=== Section Start ===

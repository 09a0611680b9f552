use crate::config::AppConfig;
use std::{
    env, fs,
    io::Write,
    panic,
    path::PathBuf,
    sync::{
        atomic::{AtomicBool, Ordering},
        Mutex, OnceLock,
    },
    time::{Duration, SystemTime, UNIX_EPOCH},
};

const LOG_MAX_BYTES: u64 = 5 * 1024 * 1024;
const CRASH_LOG_MAX_BYTES: u64 = 256 * 1024;
static LOG_ENABLED: AtomicBool = AtomicBool::new(false);
static LOG_CONTENT_ENABLED: AtomicBool = AtomicBool::new(false);
static LOG_TIMINGS_ENABLED: AtomicBool = AtomicBool::new(false);
static DEBUG_LOG: OnceLock<Mutex<Option<RotatingFile>>> = OnceLock::new();

/// Debug log location; `CASETERM_LOG_FILE` overrides the temp-dir default.
pub fn log_file_path() -> PathBuf {
    env::var("CASETERM_LOG_FILE")
        .map(PathBuf::from)
        .unwrap_or_else(|_| env::temp_dir().join("caseterm_tui.log"))
}

/// Path to the crash log file (metadata only unless content logging is on).
pub fn crash_log_path() -> PathBuf {
    env::temp_dir().join("caseterm_crash.log")
}

/// Append-only file that truncates itself once it would grow past `max_bytes`.
struct RotatingFile {
    path: PathBuf,
    file: fs::File,
    max_bytes: u64,
    len: u64,
}

impl RotatingFile {
    fn open(path: PathBuf, max_bytes: u64) -> Option<Self> {
        let mut len = fs::metadata(&path).map(|m| m.len()).unwrap_or(0);
        if len > max_bytes {
            let _ = fs::remove_file(&path);
            len = 0;
        }
        let file = fs::OpenOptions::new()
            .create(true)
            .append(true)
            .open(&path)
            .ok()?;
        Some(Self {
            path,
            file,
            max_bytes,
            len,
        })
    }

    fn append(&mut self, line: &str) {
        if self.len.saturating_add(line.len() as u64) > self.max_bytes {
            if let Ok(file) = fs::OpenOptions::new()
                .create(true)
                .write(true)
                .truncate(true)
                .open(&self.path)
            {
                self.file = file;
                self.len = 0;
            }
        }
        if self.file.write_all(line.as_bytes()).is_ok() {
            self.len = self.len.saturating_add(line.len() as u64);
        }
    }
}

fn debug_log() -> &'static Mutex<Option<RotatingFile>> {
    DEBUG_LOG.get_or_init(|| Mutex::new(None))
}

fn unix_seconds() -> u64 {
    SystemTime::now()
        .duration_since(UNIX_EPOCH)
        .unwrap_or_default()
        .as_secs()
}

fn apply_flags(enabled: bool, content: bool, timings: bool) {
    LOG_ENABLED.store(enabled, Ordering::Relaxed);
    LOG_CONTENT_ENABLED.store(enabled && content, Ordering::Relaxed);
    LOG_TIMINGS_ENABLED.store(enabled && timings, Ordering::Relaxed);
    let mut slot = debug_log()
        .lock()
        .unwrap_or_else(|poisoned| poisoned.into_inner());
    *slot = if enabled {
        RotatingFile::open(log_file_path(), LOG_MAX_BYTES)
    } else {
        None
    };
}

/// Configure logging from CLI flags; `--no-logs` wins over everything else.
pub fn init_logging(config: &AppConfig) {
    let enabled = (config.logs || config.log_timings) && !config.no_logs;
    apply_flags(enabled, config.log_content, config.log_timings);
    if enabled {
        crate::telemetry::init_tracing(config);
    }
}

/// Write debug messages to a temp file so we can troubleshoot without corrupting the TUI.
pub fn log_debug(msg: &str) {
    if !LOG_ENABLED.load(Ordering::Relaxed) {
        return;
    }
    let line = format!("[{}] {msg}\n", unix_seconds());
    let mut slot = debug_log()
        .lock()
        .unwrap_or_else(|poisoned| poisoned.into_inner());
    if let Some(file) = slot.as_mut() {
        file.append(&line);
    }
}

/// Write logs that may contain user content (messages, transcripts).
pub fn log_debug_content(msg: &str) {
    if !LOG_CONTENT_ENABLED.load(Ordering::Relaxed) {
        return;
    }
    log_debug(msg);
}

/// Record how long one phase of a turn took, in the `timing|...` line format and as a
/// structured tracing event.
pub fn log_timing(phase: &str, elapsed: Duration, detail: &str) {
    if !LOG_TIMINGS_ENABLED.load(Ordering::Relaxed) {
        return;
    }
    let elapsed_ms = elapsed.as_millis() as u64;
    tracing::info!(target: "caseterm::timing", phase, elapsed_ms, detail);
    log_debug(&format!("timing|phase={phase}|ms={elapsed_ms}|{detail}"));
}

/// Write a minimal crash log entry, omitting the panic payload unless content logging is on.
pub fn log_panic(info: &panic::PanicHookInfo<'_>) {
    if !LOG_ENABLED.load(Ordering::Relaxed) {
        return;
    }
    let location = info
        .location()
        .map(|loc| format!("{}:{}", loc.file(), loc.line()))
        .unwrap_or_else(|| "unknown".to_string());
    let payload = if LOG_CONTENT_ENABLED.load(Ordering::Relaxed) {
        if let Some(text) = info.payload().downcast_ref::<&str>() {
            (*text).to_string()
        } else if let Some(text) = info.payload().downcast_ref::<String>() {
            text.clone()
        } else {
            "non-string panic payload".to_string()
        }
    } else {
        "panic payload omitted (log-content disabled)".to_string()
    };
    let line = format!(
        "[{}] panic at {location}: {payload} (v{})\n",
        unix_seconds(),
        env!("CARGO_PKG_VERSION")
    );
    if let Some(mut crash) = RotatingFile::open(crash_log_path(), CRASH_LOG_MAX_BYTES) {
        crash.append(&line);
    }
}

#[cfg(test)]
pub(crate) fn set_logging_for_tests(enabled: bool, content_enabled: bool) {
    apply_flags(enabled, content_enabled, false);
}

=== Section End ===

* **ASSIGNMENT**
Transcribe all entries word for word.

* **EXERCISE RESPONSE**
repository 09a0611680b9f552
use crate::config::AppConfig;
use std::{
    env, fs,
    io::Write,
    panic,
    path::PathBuf,
    sync::{
        atomic::{AtomicBool, Ordering},
        Mutex, OnceLock,
    },
    time::{Duration, SystemTime, UNIX_EPOCH},
};

const LOG_MAX_BYTES: u64 = 5 * 1024 * 1024;
const CRASH_LOG_MAX_BYTES: u64 = 256 * 1024;
static LOG_ENABLED: AtomicBool = AtomicBool::new(false);
static LOG_CONTENT_ENABLED: AtomicBool = AtomicBool::new(false);
static LOG_TIMINGS_ENABLED: AtomicBool = AtomicBool::new(false);
static DEBUG_LOG: OnceLock<Mutex<Option<RotatingFile>>> = OnceLock::new();

/// Debug log location; `CASETERM_LOG_FILE` overrides the temp-dir default.
pub fn log_file_path() -> PathBuf {
    env::var("CASETERM_LOG_FILE")
        .map(PathBuf::from)
        .unwrap_or_else(|_| env::temp_dir().join("caseterm_tui.log"))
}

/// Path to the crash log file (metadata only unless content logging is on).
pub fn crash_log_path() -> PathBuf {
    env::temp_dir().join("caseterm_crash.log")
}

/// Append-only file that truncates itself once it would grow past `max_bytes`.
struct RotatingFile {
    path: PathBuf,
    file: fs::File,
    max_bytes: u64,
    len: u64,
}

impl RotatingFile {
    fn open(path: PathBuf, max_bytes: u64) -> Option<Self> {
        let mut len = fs::metadata(&path).map(|m| m.len()).unwrap_or(0);
        if len > max_bytes {
            let _ = fs::remove_file(&path);
            len = 0;
        }
        let file = fs::OpenOptions::new()
            .create(true)
            .append(true)
            .open(&path)
            .ok()?;
        Some(Self {
            path,
            file,
            max_bytes,
            len,
        })
    }

    fn append(&mut self, line: &str) {
        if self.len.saturating_add(line.len() as u64) > self.max_bytes {
            if let Ok(file) = fs::OpenOptions::new()
                .create(true)
                .write(true)
                .truncate(true)
                .open(&self.path)
            {
                self.file = file;
                self.len = 0;
            }
        }
        if self.file.write_all(line.as_bytes()).is_ok() {
            self.len = self.len.saturating_add(line.len() as u64);
        }
    }
}

fn debug_log() -> &'static Mutex<Option<RotatingFile>> {
    DEBUG_LOG.get_or_init(|| Mutex::new(None))
}

fn unix_seconds() -> u64 {
    SystemTime::now()
        .duration_since(UNIX_EPOCH)
        .unwrap_or_default()
        .as_secs()
}

fn apply_flags(enabled: bool, content: bool, timings: bool) {
    LOG_ENABLED.store(enabled, Ordering::Relaxed);
    LOG_CONTENT_ENABLED.store(enabled && content, Ordering::Relaxed);
    LOG_TIMINGS_ENABLED.store(enabled && timings, Ordering::Relaxed);
    let mut slot = debug_log()
        .lock()
        .unwrap_or_else(|poisoned| poisoned.into_inner());
    *slot = if enabled {
        RotatingFile::open(log_file_path(), LOG_MAX_BYTES)
    } else {
        None
    };
}

/// Configure logging from CLI flags; `--no-logs` wins over everything else.
pub fn init_logging(config: &AppConfig) {
    let enabled = (config.logs || config.log_timings) && !config.no_logs;
    apply_flags(enabled, config.log_content, config.log_timings);
    if enabled {
        crate::telemetry::init_tracing(config);
    }
}

/// Write debug messages to a temp file so we can troubleshoot without corrupting the TUI.
pub fn log_debug(msg: &str) {
    if !LOG_ENABLED.load(Ordering::Relaxed) {
        return;
    }
    let line = format!("[{}] {msg}\n", unix_seconds());
    let mut slot = debug_log()
        .lock()
        .unwrap_or_else(|poisoned| poisoned.into_inner());
    if let Some(file) = slot.as_mut() {
        file.append(&line);
    }
}

/// Write logs that may contain user content (messages, transcripts).
pub fn log_debug_content(msg: &str) {
    if !LOG_CONTENT_ENABLED.load(Ordering::Relaxed) {
        return;
    }
    log_debug(msg);
}

/// Record how long one phase of a turn took, in the `timing|...` line format and as a
/// structured tracing event.
pub fn log_timing(phase: &str, elapsed: Duration, detail: &str) {
    if !LOG_TIMINGS_ENABLED.load(Ordering::Relaxed) {
        return;
    }
    let elapsed_ms = elapsed.as_millis() as u64;
    tracing::info!(target: "caseterm::timing", phase, elapsed_ms, detail);
    log_debug(&format!("timing|phase={phase}|ms={elapsed_ms}|{detail}"));
}

/// Write a minimal crash log entry, omitting the panic payload unless content logging is on.
pub fn log_panic(info: &panic::PanicHookInfo<'_>) {
    if !LOG_ENABLED.load(Ordering::Relaxed) {
        return;
    }
    let location = info
        .location()
        .map(|loc| format!("{}:{}", loc.file(), loc.line()))
        .unwrap_or_else(|| "unknown".to_string());
    let payload = if LOG_CONTENT_ENABLED.load(Ordering::Relaxed) {
        if let Some(text) = info.payload().downcast_ref::<&str>() {
            (*text).to_string()
        } else if let Some(text) = info.payload().downcast_ref::<String>() {
            text.clone()
        } else {
            "non-string panic payload".to_string()
        }
    } else {
        "panic payload omitted (log-content disabled)".to_string()
    };
    let line = format!(
        "[{}] panic at {location}: {payload} (v{})\n",
        unix_seconds(),
        env!("CARGO_PKG_VERSION")
    );
    if let Some(mut crash) = RotatingFile::open(crash_log_path(), CRASH_LOG_MAX_BYTES) {
        crash.append(&line);
    }
}

#[cfg(test)]
pub(crate) fn set_logging_for_tests(enabled: bool, content_enabled: bool) {
    apply_flags(enabled, content_enabled, false);
}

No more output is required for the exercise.